For example, Polish is listed as having such a spelling system (except
for words of foreign origin). However, in reality, the situation in
Polish is much more complex.  Thus, the sequence of letters 'rz'
can be either /rz/ or /z^/, the sequence of letters 'ni' before a
vowel can be either /nj/ or /n~/, for those speakers (unlike me, but
very numerous) who have palatalized labial phonemes, these are never
distinguished from sequences of labial + yod except when a we have
a prefix ending in a labial before a stem beginning with yod (which
happens rarely), the 'zi' can be /zi/ (at morpheme boundaries)
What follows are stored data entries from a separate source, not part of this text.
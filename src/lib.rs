//! vercat - Platform metadata resolution library
//!
//! This library provides the core functionality for resolving build
//! metadata against a platform version:
//! - Version parsing, ordering and ranges (with qualifier precedence)
//! - Metadata catalogs of dependencies, BOMs and repositories
//! - Mapping-based coordinate resolution per platform version
//! - Dependency range reporting

pub mod catalog;
pub mod cli;
pub mod error;
pub mod output;
pub mod report;
pub mod resolver;
pub mod version;
//! Platform version value type
//!
//! A version is `MAJOR.MINOR.PATCH[.QUALIFIER]` where the qualifier is
//! optional and may carry a trailing counter, e.g. `1.2.0.RC1` is the first
//! release candidate of 1.2.0. The main purpose of parsing a version is to
//! compare it with another version: qualifiers are ordered by a precedence
//! table (`QualifierOrder`) rather than plain text, so `1.2.0.M4` sorts
//! before `1.2.0.RC1` which sorts before `1.2.0.RELEASE`.

use std::cmp::Ordering;
use std::fmt;
use std::sync::LazyLock;

use crate::error::VersionError;
use crate::version::parser::VersionParser;

static DEFAULT_ORDER: LazyLock<QualifierOrder> = LazyLock::new(QualifierOrder::default);

/// A version qualifier: a textual id plus an optional trailing counter.
///
/// `RC2` parses as id `RC` with counter `2`; the counter is compared
/// numerically so `RC10` sorts after `RC9`.
#[derive(Debug, Clone, PartialEq, Eq, Hash)]
pub struct Qualifier {
    /// The qualifier text without its trailing counter
    pub id: String,
    /// The trailing counter, if any
    pub number: Option<u32>,
}

impl Qualifier {
    /// Creates a new qualifier without a counter
    pub fn new(id: impl Into<String>) -> Self {
        Self {
            id: id.into(),
            number: None,
        }
    }

    /// Creates a new qualifier with a counter
    pub fn with_number(id: impl Into<String>, number: u32) -> Self {
        Self {
            id: id.into(),
            number: Some(number),
        }
    }
}

impl fmt::Display for Qualifier {
    fn fmt(&self, f: &mut fmt::Formatter<'_>) -> fmt::Result {
        write!(f, "{}", self.id)?;
        if let Some(number) = self.number {
            write!(f, "{}", number)?;
        }
        Ok(())
    }
}

/// Precedence table for version qualifiers.
///
/// The table is an ordered list of known qualifier ids, earliest (least
/// mature) first. Qualifiers absent from the table sort lexicographically
/// after every known qualifier; a version without qualifier sorts as
/// `RELEASE`. The table is supplied externally because the relative order of
/// the less common qualifiers follows catalog conventions, not a fixed rule.
#[derive(Debug, Clone)]
pub struct QualifierOrder {
    known: Vec<String>,
}

impl QualifierOrder {
    /// The qualifier an absent qualifier is equivalent to
    pub const RELEASE: &'static str = "RELEASE";

    /// Creates a precedence table from an ordered list of qualifier ids
    pub fn new(known: impl IntoIterator<Item = impl Into<String>>) -> Self {
        Self {
            known: known.into_iter().map(Into::into).collect(),
        }
    }

    /// Compares two optional qualifiers under this table
    pub fn compare(&self, first: Option<&Qualifier>, second: Option<&Qualifier>) -> Ordering {
        let release = Qualifier::new(Self::RELEASE);
        let first = first.unwrap_or(&release);
        let second = second.unwrap_or(&release);

        let first_index = self.index_of(&first.id);
        let second_index = self.index_of(&second.id);

        let by_id = match (first_index, second_index) {
            // Both unknown: alphabetic ordering
            (None, None) => first.id.cmp(&second.id),
            // Unknown qualifiers sort after every known one
            (None, Some(_)) => Ordering::Greater,
            (Some(_), None) => Ordering::Less,
            (Some(a), Some(b)) => a.cmp(&b),
        };
        if by_id != Ordering::Equal {
            return by_id;
        }
        first.number.unwrap_or(0).cmp(&second.number.unwrap_or(0))
    }

    fn index_of(&self, id: &str) -> Option<usize> {
        self.known.iter().position(|known| known == id)
    }
}

impl Default for QualifierOrder {
    /// The conventional catalog ordering: milestones, then release
    /// candidates, then snapshots, then final releases and service releases.
    fn default() -> Self {
        Self::new(["M", "RC", "BUILD-SNAPSHOT", "SNAPSHOT", "RELEASE", "SR"])
    }
}

/// An immutable version value, created only by the parser
#[derive(Debug, Clone, PartialEq, Eq, Hash)]
pub struct Version {
    major: u32,
    minor: u32,
    patch: u32,
    qualifier: Option<Qualifier>,
}

impl Version {
    pub(crate) fn new(major: u32, minor: u32, patch: u32, qualifier: Option<Qualifier>) -> Self {
        Self {
            major,
            minor,
            patch,
            qualifier,
        }
    }

    /// Parses a version string with the default parser (no known versions,
    /// so wildcard forms resolve to the `999` sentinel)
    pub fn parse(text: &str) -> Result<Self, VersionError> {
        VersionParser::default().parse(text)
    }

    /// Parses a version string, returning `None` for invalid input
    pub fn safe_parse(text: &str) -> Option<Self> {
        VersionParser::default().safe_parse(text)
    }

    pub fn major(&self) -> u32 {
        self.major
    }

    pub fn minor(&self) -> u32 {
        self.minor
    }

    pub fn patch(&self) -> u32 {
        self.patch
    }

    pub fn qualifier(&self) -> Option<&Qualifier> {
        self.qualifier.as_ref()
    }

    /// Compares two versions under the given qualifier precedence table
    pub fn compare(&self, other: &Version, order: &QualifierOrder) -> Ordering {
        self.major
            .cmp(&other.major)
            .then_with(|| self.minor.cmp(&other.minor))
            .then_with(|| self.patch.cmp(&other.patch))
            .then_with(|| order.compare(self.qualifier(), other.qualifier()))
    }
}

impl Ord for Version {
    fn cmp(&self, other: &Self) -> Ordering {
        self.compare(other, &DEFAULT_ORDER)
    }
}

impl PartialOrd for Version {
    fn partial_cmp(&self, other: &Self) -> Option<Ordering> {
        Some(self.cmp(other))
    }
}

impl fmt::Display for Version {
    fn fmt(&self, f: &mut fmt::Formatter<'_>) -> fmt::Result {
        write!(f, "{}.{}.{}", self.major, self.minor, self.patch)?;
        if let Some(ref qualifier) = self.qualifier {
            write!(f, ".{}", qualifier)?;
        }
        Ok(())
    }
}

#[cfg(test)]
mod tests {
    use super::*;

    fn v(text: &str) -> Version {
        Version::parse(text).unwrap()
    }

    #[test]
    fn test_display_round_trip() {
        for text in ["1.2.0", "1.2.0.RELEASE", "1.2.0.RC2", "2.0.0.BUILD-SNAPSHOT"] {
            assert_eq!(v(text).to_string(), text);
        }
    }

    #[test]
    fn test_equality_requires_all_components() {
        assert_eq!(v("1.2.0.RELEASE"), v("1.2.0.RELEASE"));
        assert_ne!(v("1.2.0.RELEASE"), v("1.2.1.RELEASE"));
        assert_ne!(v("1.2.0.RELEASE"), v("1.2.0"));
        assert_ne!(v("1.2.0.RC1"), v("1.2.0.RC2"));
    }

    #[test]
    fn test_numeric_ordering() {
        assert!(v("1.2.0") < v("2.0.0"));
        assert!(v("1.2.0") < v("1.10.0"));
        assert!(v("1.2.9") < v("1.2.10"));
    }

    #[test]
    fn test_qualifier_ordering() {
        assert!(v("1.2.0.M4") < v("1.2.0.RC1"));
        assert!(v("1.2.0.RC1") < v("1.2.0.BUILD-SNAPSHOT"));
        assert!(v("1.2.0.BUILD-SNAPSHOT") < v("1.2.0.RELEASE"));
        assert!(v("1.2.0.RELEASE") < v("1.2.0.SR1"));
    }

    #[test]
    fn test_no_qualifier_sorts_as_release() {
        assert_eq!(v("1.2.0").cmp(&v("1.2.0.RELEASE")), Ordering::Equal);
        assert!(v("1.2.0.RC5") < v("1.2.0"));
        assert!(v("1.2.0") < v("1.2.0.SR1"));
    }

    #[test]
    fn test_qualifier_counter_compared_numerically() {
        assert!(v("1.2.0.RC1") < v("1.2.0.RC3"));
        assert!(v("1.2.0.RC9") < v("1.2.0.RC10"));
        assert!(v("1.2.0.M1") < v("1.2.0.M2"));
    }

    #[test]
    fn test_unknown_qualifiers_sort_after_known() {
        assert!(v("1.2.0.RELEASE") < v("1.2.0.alpha"));
        assert!(v("1.2.0.SR3") < v("1.2.0.zeta"));
        // Both unknown: alphabetic
        assert!(v("1.2.0.alpha") < v("1.2.0.beta"));
    }

    #[test]
    fn test_ordering_is_total() {
        let a = v("1.2.0.RC1");
        let b = v("1.2.0.RELEASE");
        let c = v("1.3.0");
        assert_eq!(a.cmp(&a), Ordering::Equal);
        assert!(a < b && b < c && a < c);
        assert_eq!(b.cmp(&a), Ordering::Greater);
    }

    #[test]
    fn test_custom_qualifier_order() {
        // A table that sorts snapshots after releases
        let order = QualifierOrder::new(["M", "RC", "RELEASE", "SR", "BUILD-SNAPSHOT"]);
        let snapshot = v("1.2.0.BUILD-SNAPSHOT");
        let release = v("1.2.0.RELEASE");
        assert_eq!(release.compare(&snapshot, &order), Ordering::Less);
        // The default table keeps snapshots before releases
        assert!(snapshot < release);
    }

    #[test]
    fn test_qualifier_display() {
        assert_eq!(Qualifier::new("RELEASE").to_string(), "RELEASE");
        assert_eq!(Qualifier::with_number("RC", 2).to_string(), "RC2");
    }

    #[test]
    fn test_accessors() {
        let version = v("1.2.3.RC4");
        assert_eq!(version.major(), 1);
        assert_eq!(version.minor(), 2);
        assert_eq!(version.patch(), 3);
        let qualifier = version.qualifier().unwrap();
        assert_eq!(qualifier.id, "RC");
        assert_eq!(qualifier.number, Some(4));
    }
}
//! Version model: parsing, ordering, ranges and references
//!
//! This module contains the value types the resolution engine is built on:
//! - Version with its qualifier-aware total ordering
//! - VersionParser for literal and variable (wildcard) version forms
//! - VersionRange predicates with inclusive/exclusive bounds
//! - VersionProperty/VersionReference for externalized version values

mod parser;
mod range;
mod reference;
#[allow(clippy::module_inception)]
mod version;

pub use parser::VersionParser;
pub use range::VersionRange;
pub use reference::{VersionProperty, VersionReference};
pub use version::{Qualifier, QualifierOrder, Version};
//! Event handling and state transition logic.
//!
//! This module implements the single entry point through which hosts drive a
//! picker. It translates [`PickerEvent`]s into controller operations, store
//! dispatches, and [`Effect`] requests back to the host.
//!
//! # Architecture
//!
//! The handler follows a unidirectional data flow:
//! 1. The host translates native input into a [`PickerEvent`]
//! 2. [`handle_event`] pattern-matches the event and applies guards
//! 3. State mutations run through the picker's store dispatches
//! 4. Effects are collected and returned for the host to execute
//!
//! The boolean half of the return value reports whether any dispatch changed
//! state since the last drain, which is the host's cue to call
//! [`Picker::render`].
//!
//! # Debounce
//!
//! Search input is debounced through the host's timer: typing arms a
//! [`Effect::ScheduleSearch`] carrying a token, and the filter only runs when
//! [`PickerEvent::SearchTimerFired`] presents the token of the newest arming
//! while the input still reads exactly as it did at scheduling time. Firings
//! failing either check are dropped without touching state.

use crate::app::events::{Effect, PickerEvent};
use crate::app::modes::{ControlKind, SearchPhase};
use crate::app::notices::NoticeEvent;
use crate::app::picker::Picker;
use crate::domain::error::Result;
use crate::render::surface::Surface;
use crate::store::actions;

/// Quiet period between the last keystroke and the search running.
pub const SEARCH_DEBOUNCE_MS: u64 = 500;

/// Processes an event against a picker and returns `(needs_render, effects)`.
///
/// # Parameters
///
/// * `picker` - Controller for the enhanced control
/// * `event` - Event to process
///
/// # Returns
///
/// `needs_render` is true when a store dispatch changed state; the host
/// should call [`Picker::render`] before executing the effects.
///
/// # Errors
///
/// Infallible today; the signature leaves room for hosts whose effect
/// execution feeds failures back through controller operations.
///
/// # Tracing
///
/// Each call creates a debug-level span carrying the event type.
#[allow(clippy::cognitive_complexity, clippy::too_many_lines, clippy::unnecessary_wraps)]
pub fn handle_event<S: Surface>(
    picker: &mut Picker<S>,
    event: &PickerEvent,
) -> Result<(bool, Vec<Effect>)> {
    let _span = tracing::debug_span!("handle_event", event_type = ?event).entered();

    match event {
        PickerEvent::ValueInput { value } => {
            picker.input_value.clone_from(value);

            if picker.kind == ControlKind::TextInput || !picker.config.allow_search {
                return Ok((picker.take_render_flag(), vec![]));
            }
            if value.trim().is_empty() {
                picker.clear_search();
                return Ok((picker.take_render_flag(), vec![]));
            }

            let effect = picker.schedule_search();
            Ok((false, vec![effect]))
        }
        PickerEvent::SearchTimerFired { token } => {
            let SearchPhase::Scheduled {
                token: armed,
                query,
            } = picker.search.clone()
            else {
                tracing::debug!(token, "timer fired with no search scheduled");
                return Ok((false, vec![]));
            };

            if armed != *token {
                tracing::debug!(fired = token, armed, "stale search timer dropped");
                return Ok((false, vec![]));
            }
            if query != picker.input_value {
                tracing::debug!(
                    scheduled = %query,
                    current = %picker.input_value,
                    "input changed since scheduling, dropping firing"
                );
                picker.search = SearchPhase::Idle;
                return Ok((false, vec![]));
            }

            picker.run_search(&query);
            Ok((picker.take_render_flag(), vec![]))
        }
        PickerEvent::EnterPressed => {
            let mut effects = vec![];

            if picker.kind == ControlKind::TextInput {
                let typed = picker.input_value.clone();
                if picker.try_add_value(&typed, None, None) {
                    picker.input_value.clear();
                    effects.push(Effect::ClearInput);
                }
            } else if let Some(choice_id) = picker.highlighted_choice_id() {
                if picker.take_choice(choice_id) && !picker.input_value.is_empty() {
                    picker.input_value.clear();
                    effects.push(Effect::ClearInput);
                }
            } else {
                tracing::debug!("enter with nothing highlighted");
            }

            Ok((picker.take_render_flag(), effects))
        }
        PickerEvent::EscapePressed => {
            let mut effects = vec![];

            picker.open_dropdown(false);
            picker.clear_search();
            if !picker.input_value.is_empty() {
                picker.input_value.clear();
                effects.push(Effect::ClearInput);
            }

            Ok((picker.take_render_flag(), effects))
        }
        PickerEvent::ArrowDown | PickerEvent::ArrowUp => {
            if picker.kind == ControlKind::TextInput {
                return Ok((false, vec![]));
            }

            picker.open_dropdown(true);
            let len = picker.renderer.rendered_choice_count();
            if len == 0 {
                return Ok((false, vec![]));
            }

            let next = match (picker.highlight, event) {
                (None, _) => 0,
                (Some(current), PickerEvent::ArrowDown) => (current + 1).min(len - 1),
                (Some(current), _) => current.saturating_sub(1),
            };
            picker.move_highlight_to(next);

            Ok((false, vec![Effect::ScrollToHighlight { index: next }]))
        }
        PickerEvent::BackspacePressed => {
            if !picker.input_value.is_empty() || !picker.config.remove_items {
                return Ok((false, vec![]));
            }

            let state = picker.store.state();
            let selected: Vec<u64> = state.selected_items().iter().map(|item| item.id).collect();
            let mut effects = vec![];

            if selected.is_empty() {
                let last = state.last_active_item().map(|item| (item.id, item.value.clone()));
                if let Some((id, value)) = last {
                    picker.remove_item_by_id(id);
                    if picker.config.edit_items {
                        picker.input_value.clone_from(&value);
                        effects.push(Effect::SetInput { value });
                    }
                }
            } else {
                for id in selected {
                    picker.remove_item_by_id(id);
                }
            }

            Ok((picker.take_render_flag(), effects))
        }
        PickerEvent::SelectAllPressed => {
            if !picker.config.select_all {
                return Ok((false, vec![]));
            }

            let state = picker.store.state();
            let active: Vec<(u64, bool)> = state
                .active_items()
                .iter()
                .map(|item| (item.id, item.selected))
                .collect();
            if active.is_empty() {
                return Ok((false, vec![]));
            }

            let target = !active.iter().all(|(_, selected)| *selected);
            for (id, selected) in active {
                if selected != target {
                    picker.store.dispatch(actions::select_item(id, target));
                    picker.notices.emit(NoticeEvent::SelectionToggled {
                        id,
                        selected: target,
                    });
                }
            }

            Ok((picker.take_render_flag(), vec![]))
        }
        PickerEvent::ItemClicked { item_id } => {
            let state = picker.store.state();
            let Some(item) = state.get_item(*item_id) else {
                tracing::debug!(item_id, "click on unknown or removed item");
                return Ok((false, vec![]));
            };
            let toggled = !item.selected;

            picker.store.dispatch(actions::select_item(*item_id, toggled));
            picker.notices.emit(NoticeEvent::SelectionToggled {
                id: *item_id,
                selected: toggled,
            });

            Ok((picker.take_render_flag(), vec![]))
        }
        PickerEvent::ChoiceClicked { choice_id } => {
            let mut effects = vec![];

            if picker.take_choice(*choice_id) && !picker.input_value.is_empty() {
                picker.input_value.clear();
                effects.push(Effect::ClearInput);
            }

            Ok((picker.take_render_flag(), effects))
        }
        PickerEvent::Pasted { text } => {
            if !picker.config.allow_paste {
                tracing::debug!("paste ignored");
                return Ok((false, vec![]));
            }

            picker.input_value.push_str(text);
            let mut effects = vec![Effect::SetInput {
                value: picker.input_value.clone(),
            }];
            if picker.kind != ControlKind::TextInput
                && picker.config.allow_search
                && !picker.input_value.trim().is_empty()
            {
                effects.push(picker.schedule_search());
            }

            Ok((false, effects))
        }
        PickerEvent::Focused => {
            if picker.kind != ControlKind::TextInput {
                picker.open_dropdown(true);
            }
            Ok((false, vec![]))
        }
        PickerEvent::Blurred => {
            picker.open_dropdown(false);
            picker.clear_search();
            picker.clear_highlight();
            Ok((picker.take_render_flag(), vec![]))
        }
    }
}
//! Class vocabulary attached to rendered views.
//!
//! Surfaces style by class name, never by peeking at picker internals. The
//! defaults form a BEM-flavored `tagbox` vocabulary; any subset can be
//! overridden from a TOML file named in the config, with unlisted entries
//! keeping their defaults.
//!
//! # Example override file
//!
//! ```toml
//! container = "picker"
//! choice_highlighted = "picker__choice is-highlighted"
//! ```

use crate::domain::error::{PickerError, Result};
use serde::{Deserialize, Serialize};
use std::fs;
use std::path::Path;

/// Class names for every rendered element.
#[derive(Debug, Clone, PartialEq, Eq, Serialize, Deserialize)]
#[serde(default)]
pub struct ClassNames {
    pub container: String,
    pub input: String,
    pub list: String,
    pub list_items: String,
    pub list_dropdown: String,
    pub item: String,
    pub item_selected: String,
    pub item_disabled: String,
    pub choice: String,
    pub choice_disabled: String,
    pub choice_highlighted: String,
    pub group: String,
    pub group_heading: String,
    pub notice: String,
}

impl Default for ClassNames {
    fn default() -> Self {
        Self {
            container: "tagbox".to_string(),
            input: "tagbox__input".to_string(),
            list: "tagbox__list".to_string(),
            list_items: "tagbox__list--items".to_string(),
            list_dropdown: "tagbox__list--dropdown".to_string(),
            item: "tagbox__item".to_string(),
            item_selected: "tagbox__item--selected".to_string(),
            item_disabled: "tagbox__item--disabled".to_string(),
            choice: "tagbox__choice".to_string(),
            choice_disabled: "tagbox__choice--disabled".to_string(),
            choice_highlighted: "tagbox__choice--highlighted".to_string(),
            group: "tagbox__group".to_string(),
            group_heading: "tagbox__group-heading".to_string(),
            notice: "tagbox__notice".to_string(),
        }
    }
}

impl ClassNames {
    /// Loads overrides from a TOML file, falling back to defaults for any
    /// entry the file leaves out.
    ///
    /// # Errors
    ///
    /// Returns [`PickerError::Io`] when the file cannot be read and
    /// [`PickerError::Skin`] when it is not valid TOML for this shape.
    pub fn from_file<P: AsRef<Path>>(path: P) -> Result<Self> {
        let path = path.as_ref();
        let raw = fs::read_to_string(path)?;
        toml::from_str(&raw).map_err(|err| {
            PickerError::Skin(format!("failed to parse {}: {err}", path.display()))
        })
    }
}

#[cfg(test)]
mod tests {
    use super::*;
    use std::io::Write;

    #[test]
    fn defaults_use_the_tagbox_vocabulary() {
        let classes = ClassNames::default();
        assert_eq!(classes.container, "tagbox");
        assert_eq!(classes.choice_highlighted, "tagbox__choice--highlighted");
        assert_eq!(classes.group_heading, "tagbox__group-heading");
    }

    #[test]
    fn partial_files_keep_defaults_for_the_rest() {
        let dir = tempfile::tempdir().unwrap();
        let path = dir.path().join("skin.toml");
        let mut file = fs::File::create(&path).unwrap();
        writeln!(file, "container = \"picker\"").unwrap();
        writeln!(file, "item = \"picker__tag\"").unwrap();

        let classes = ClassNames::from_file(&path).unwrap();

        assert_eq!(classes.container, "picker");
        assert_eq!(classes.item, "picker__tag");
        assert_eq!(classes.input, "tagbox__input");
    }

    #[test]
    fn missing_file_is_an_io_error() {
        let err = ClassNames::from_file("/nonexistent/skin.toml").unwrap_err();
        assert!(matches!(err, PickerError::Io(_)));
    }

    #[test]
    fn malformed_toml_is_a_skin_error() {
        let dir = tempfile::tempdir().unwrap();
        let path = dir.path().join("skin.toml");
        fs::write(&path, "container = [nope").unwrap();

        let err = ClassNames::from_file(&path).unwrap_err();
        assert!(matches!(err, PickerError::Skin(_)));
    }
}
or /z'i/ (otherwise), for many speakers the voicing of obstruents
before certain suffixes is not what the spelling would seem to suggest,
etc.  Moreover, since there is certainly no algorithm for distinguishing
words of foreign origin from others, to merely say that, in yet other
cases than those mentioned, a certain pronunciation is predictable
except in words of foreign origin is not going to help with automatic
text-to-speech work.
There are other examples in the summary which were similarly oversimplified,
but Polish is the one I know best, so I will stop here.
It seems to me it might be useful to try to see if there are any
languages where the pronunciation is really completely predictable
from the spelling.  I am not sure I would care to wager more than
a dollar one way or the other.
Alexis Manaster Ramer
LINGUIST List: Vol-6-1756.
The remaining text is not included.